Scalability
Scalability is the property of a system to handle a growing amount of work by adding resources to the system. In computing, scalability is a characteristic of computers, networks, algorithms, networking protocols, programs and applications. An example is a search engine, which must support increasing numbers of users, and the number of topics it indexes. Webscale is a computer architectural approach that brings the capabilities of large-scale cloud computing companies into enterprise data centers.
Types of Scalability
Horizontal (scale out) and vertical scaling (scale up)

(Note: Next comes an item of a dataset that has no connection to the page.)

//! ciel — command surface shared by the binary and its tests

pub mod cli;

pub use cli::{exit_code, exit_code_for, list_experiments, run_experiment, show_config, RunOptions};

Resources fall into two broad categories: horizontal and vertical.
Horizontal or scale out
Scaling horizontally (out/in) means adding more nodes to (or removing nodes from) a system, such as adding a new computer to a distributed software application. An example might involve scaling out from one web server to three. High-performance computing applications, such as seismic analysis and biotechnology, scale workloads horizontally to support tasks that once would have required expensive supercomputers. Other workloads, such as large social networks, exceed the capacity of the largest supercomputer and can only be handled by scalable systems. Exploiting this scalability requires software for efficient resource management and maintenance.
Vertical or scale up
Scaling vertically (up/down) means adding resources to (or removing resources from) a single node, typically involving the addition of CPUs, memory or storage to a single computer. Larger numbers of elements increases management complexity, more sophisticated programming to allocate tasks among resources and handle issues such as throughput and latency across nodes, while some applications do not scale horizontally.
scale up vs scale out
The advantage of scale-up system is that no data copying is needed. In general, many applications can run faster on scale-up systems because all data are located directly in-memory and available to all processors. In addition, applications can use extra memory without the need to distribute data across multiple systems. Perhaps the biggest advantage of scale-up systems is that the decision to add extra resources (memory or processors) to an application is always optional not required. In addition, there is no need to expand to multiple machines for extra memory or processors. Finally, scale-up systems are easily upgradable with little or no impact on users.
As compared to scale-out systems, scale-up systems have limits on scalability. (i.e. the number of processors and total memory size is much lower than can be achieved with scale-out systems). It should be noted that these limits are normally quite large and do not represent an issue for many applications. Scale-up systems do present a single point of failure, however they are usually well engineered and designed with redundant features to reduce the impact of any hardware issues. Finally, because memory is shared, there can be cases where locked portions of memory may cause processors to stall while waiting for access.